_PROBLEM DETAILS_
Every line in the listing below that holds the word "cannot" should be returned.

####

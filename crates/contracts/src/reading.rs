//! Reading - SourceTask output
//!
//! One timestamped measurement from one source.

use chrono::{DateTime, Utc};
use serde::{Deserialize, Serialize};

use crate::SourceId;

/// Lowest value a source can produce
pub const READING_MIN: u32 = 10;

/// Highest value a source can produce
pub const READING_MAX: u32 = 100;

/// Traffic density reading
///
/// Immutable once produced. The value range `[READING_MIN, READING_MAX]` is
/// guaranteed by the generator and not re-checked downstream.
#[derive(Debug, Clone, Copy, PartialEq, Eq, Serialize, Deserialize)]
pub struct Reading {
    /// Producing source
    pub source_id: SourceId,

    /// Density value
    pub value: u32,

    /// Wall-clock time of generation
    pub timestamp: DateTime<Utc>,
}

impl Reading {
    /// Create a reading stamped with the current time
    pub fn now(source_id: SourceId, value: u32) -> Self {
        Self {
            source_id,
            value,
            timestamp: Utc::now(),
        }
    }

    /// Create a reading with an explicit timestamp
    pub fn at(source_id: SourceId, value: u32, timestamp: DateTime<Utc>) -> Self {
        Self {
            source_id,
            value,
            timestamp,
        }
    }
}

/// Readings accumulated between two drains
pub type Batch = Vec<Reading>;

#[cfg(test)]
mod tests {
    use super::*;

    #[test]
    fn test_reading_serde() {
        let reading = Reading::now(SourceId::new(1), 42);
        let json = serde_json::to_string(&reading).unwrap();
        let parsed: Reading = serde_json::from_str(&json).unwrap();
        assert_eq!(parsed, reading);
    }
}
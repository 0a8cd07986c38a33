//! `validate` command implementation.

use anyhow::{Context, Result};
use serde::Serialize;
use tracing::info;

use crate::cli::ValidateArgs;
use crate::error::CliError;

/// Validation result for JSON output
#[derive(Serialize)]
struct ValidationResult {
    valid: bool,
    config_path: String,
    #[serde(skip_serializing_if = "Option::is_none")]
    error: Option<String>,
    #[serde(skip_serializing_if = "Option::is_none")]
    warnings: Option<Vec<String>>,
    #[serde(skip_serializing_if = "Option::is_none")]
    summary: Option<ConfigSummary>,
}

#[derive(Serialize)]
struct ConfigSummary {
    version: String,
    source_count: u32,
    update_interval_ms: u64,
    aggregation_interval_ms: u64,
    congestion_threshold: u32,
    log_path: String,
}

/// Execute the `validate` command
pub fn run_validate(args: &ValidateArgs) -> Result<()> {
    info!(config = %args.config.display(), "Validating configuration");

    let result = validate_config(args);

    if args.json {
        let json = serde_json::to_string_pretty(&result)
            .context("Failed to serialize validation result")?;
        println!("{}", json);
    } else {
        print_validation_result(&result);
    }

    if result.valid {
        Ok(())
    } else {
        Err(CliError::config_validation(result.error.unwrap_or_default()).into())
    }
}

fn validate_config(args: &ValidateArgs) -> ValidationResult {
    let config_path = args.config.display().to_string();

    if !args.config.exists() {
        return ValidationResult {
            valid: false,
            config_path,
            error: Some(format!("File not found: {}", args.config.display())),
            warnings: None,
            summary: None,
        };
    }

    match config_loader::ConfigLoader::load_from_path(&args.config) {
        Ok(config) => {
            let warnings = config_loader::collect_warnings(&config);

            ValidationResult {
                valid: true,
                config_path,
                error: None,
                warnings: if warnings.is_empty() {
                    None
                } else {
                    Some(warnings)
                },
                summary: Some(ConfigSummary {
                    version: format!("{:?}", config.version),
                    source_count: config.sources.count,
                    update_interval_ms: config.sources.update_interval_ms,
                    aggregation_interval_ms: config.aggregation.interval_ms,
                    congestion_threshold: config.aggregation.congestion_threshold,
                    log_path: config.output.log_path.display().to_string(),
                }),
            }
        }
        Err(e) => ValidationResult {
            valid: false,
            config_path,
            error: Some(e.to_string()),
            warnings: None,
            summary: None,
        },
    }
}

fn print_validation_result(result: &ValidationResult) {
    if result.valid {
        println!("✓ Configuration is valid: {}", result.config_path);

        if let Some(ref summary) = result.summary {
            println!("\n  Version: {}", summary.version);
            println!("  Sources: {}", summary.source_count);
            println!("  Update interval: {} ms", summary.update_interval_ms);
            println!("  Aggregation interval: {} ms", summary.aggregation_interval_ms);
            println!("  Congestion threshold: {}", summary.congestion_threshold);
            println!("  Summary file: {}", summary.log_path);
        }

        if let Some(ref warnings) = result.warnings {
            println!("\n⚠ Warnings:");
            for warning in warnings {
                println!("  - {}", warning);
            }
        }
    } else {
        println!("✗ Configuration is invalid: {}", result.config_path);
        if let Some(ref error) = result.error {
            println!("\n  Error: {}", error);
        }
    }
}
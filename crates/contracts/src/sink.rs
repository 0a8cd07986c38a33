//! Sink traits - AggregationWorker output interfaces
//!
//! Defines the producer-side handoff and the abstract persistence and alert
//! collaborators.

use crate::{CongestionAlert, ContractError, Reading, Summary};

/// Producer-side handoff
///
/// Each source holds a shared handle to one implementation and calls
/// `submit` once per produced reading.
pub trait ReadingSink: Send + Sync {
    /// Hand over one reading. Never fails; may block only for mutual exclusion.
    fn submit(&self, reading: Reading);
}

/// Persistence target for per-cycle summaries
///
/// Called from the aggregation worker thread only.
pub trait SummarySink: Send {
    /// Sink name (used for logging/metrics)
    fn name(&self) -> &str;

    /// Persist one summary
    ///
    /// # Errors
    /// Returns write error (should include context). The worker treats any
    /// error as fatal and does not retry.
    fn write(&mut self, summary: &Summary) -> Result<(), ContractError>;

    /// Flush buffered output (if any)
    fn flush(&mut self) -> Result<(), ContractError>;
}

/// Delivery channel for congestion alerts
pub trait AlertSink: Send {
    /// Sink name (used for logging/metrics)
    fn name(&self) -> &str;

    /// Deliver one alert. Delivery is best-effort and cannot fail.
    fn alert(&mut self, alert: &CongestionAlert);
}

impl<S: SummarySink + ?Sized> SummarySink for Box<S> {
    fn name(&self) -> &str {
        (**self).name()
    }

    fn write(&mut self, summary: &Summary) -> Result<(), ContractError> {
        (**self).write(summary)
    }

    fn flush(&mut self) -> Result<(), ContractError> {
        (**self).flush()
    }
}

impl<A: AlertSink + ?Sized> AlertSink for Box<A> {
    fn name(&self) -> &str {
        (**self).name()
    }

    fn alert(&mut self, alert: &CongestionAlert) {
        (**self).alert(alert)
    }
}
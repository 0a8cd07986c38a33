//! `run` command implementation.

use anyhow::Result;
use contracts::PipelineConfig;
use tracing::{info, warn};

use crate::cli::RunArgs;
use crate::config;
use crate::error::CliError;
use crate::pipeline::Pipeline;

/// Execute the `run` command
pub async fn run_pipeline(args: &RunArgs) -> Result<()> {
    let config = config::resolve(args)?;

    for warning in config_loader::collect_warnings(&config) {
        warn!(warning = %warning, "Configuration warning");
    }

    info!(
        sources = config.sources.count,
        update_interval_ms = config.sources.update_interval_ms,
        aggregation_interval_ms = config.aggregation.interval_ms,
        threshold = config.aggregation.congestion_threshold,
        duration_secs = config.run.duration_secs,
        output = %config.output.log_path.display(),
        "Configuration loaded"
    );

    // Dry run - just validate and exit
    if args.dry_run {
        info!("Dry run mode - configuration is valid, exiting");
        print_config_summary(&config);
        return Ok(());
    }

    if args.metrics_port != 0 {
        observability::init_metrics_only(args.metrics_port)?;
        info!("Metrics endpoint available on port {}", args.metrics_port);
    }

    info!("Starting pipeline...");
    let stats = Pipeline::new(config).run(shutdown_signal()).await?;

    info!(
        readings = stats.readings_submitted,
        lines = stats.lines_persisted,
        duration_secs = stats.duration.as_secs_f64(),
        readings_per_sec = format!("{:.2}", stats.readings_per_sec()),
        "Pipeline completed"
    );
    stats.print_summary();

    if let Some(failure) = stats.failure {
        return Err(CliError::persistence(failure).into());
    }

    info!("Traffic Aggregator finished");
    Ok(())
}

/// Resolve on Ctrl+C or SIGTERM
///
/// A handler that cannot be installed never fires; the run then ends on its
/// configured duration.
async fn shutdown_signal() {
    let ctrl_c = async {
        if let Err(e) = tokio::signal::ctrl_c().await {
            warn!(error = %e, "Failed to install Ctrl+C handler");
            std::future::pending::<()>().await;
        }
    };

    #[cfg(unix)]
    let terminate = async {
        match tokio::signal::unix::signal(tokio::signal::unix::SignalKind::terminate()) {
            Ok(mut signal) => {
                signal.recv().await;
            }
            Err(e) => {
                warn!(error = %e, "Failed to install SIGTERM handler");
                std::future::pending::<()>().await;
            }
        }
    };

    #[cfg(not(unix))]
    let terminate = std::future::pending::<()>();

    tokio::select! {
        _ = ctrl_c => {},
        _ = terminate => {},
    }
}

/// Print configuration summary for dry-run mode
fn print_config_summary(config: &PipelineConfig) {
    println!("\n=== Configuration Summary ===\n");
    println!("Sources:");
    println!("  Count: {}", config.sources.count);
    println!("  Update interval: {} ms", config.sources.update_interval_ms);
    match config.sources.seed {
        Some(seed) => println!("  Seed: {}", seed),
        None => println!("  Seed: (entropy)"),
    }
    println!("\nAggregation:");
    println!("  Interval: {} ms", config.aggregation.interval_ms);
    println!("  Congestion threshold: {}", config.aggregation.congestion_threshold);
    println!("\nOutput:");
    println!("  Summary file: {}", config.output.log_path.display());
    println!("  Alerts: {:?}", config.output.alerts);
    println!("\nRun duration: {} s", config.run.duration_secs);
    println!();
}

####

_EXERCISE ANSWER_
    /// Deliver one alert. Delivery is best-effort and cannot fail.
/// A handler that cannot be installed never fires; the run then ends on its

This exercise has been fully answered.